**Data for processing:**
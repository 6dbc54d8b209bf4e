//! Authentication Module
//!
//! Registration, login, token management and the ownership check shared by
//! every mutating handler.
//!
//! # Module Structure
//!
//! ```text
//! auth/
//! ├── mod.rs        - Module exports and documentation
//! ├── sessions.rs   - Token issuing and verification
//! ├── password.rs   - bcrypt hashing
//! ├── ownership.rs  - require_owner
//! └── handlers/     - HTTP handlers
//! ```
//!
//! # Security
//!
//! - Passwords are hashed with bcrypt at a fixed cost
//! - Tokens are HS256 JWTs that expire after one hour
//! - Unknown email and wrong password return the same 401

/// Token issuing and verification
pub mod sessions;

/// Password hashing
pub mod password;

/// Resource ownership checks
pub mod ownership;

/// HTTP handlers for authentication endpoints
pub mod handlers;

pub use handlers::{get_me, login, register};
pub use ownership::{require_owner, Owned};
pub use sessions::{TokenError, TokenService};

**Task objective:** Please restate word for word only the lines running from the line that contains "pub mod ownership;" to the final line of the listing above.

**Solution for this exercise:**
pub mod ownership;

/// HTTP handlers for authentication endpoints
pub mod handlers;

pub use handlers::{get_me, login, register};
pub use ownership::{require_owner, Owned};
pub use sessions::{TokenError, TokenService};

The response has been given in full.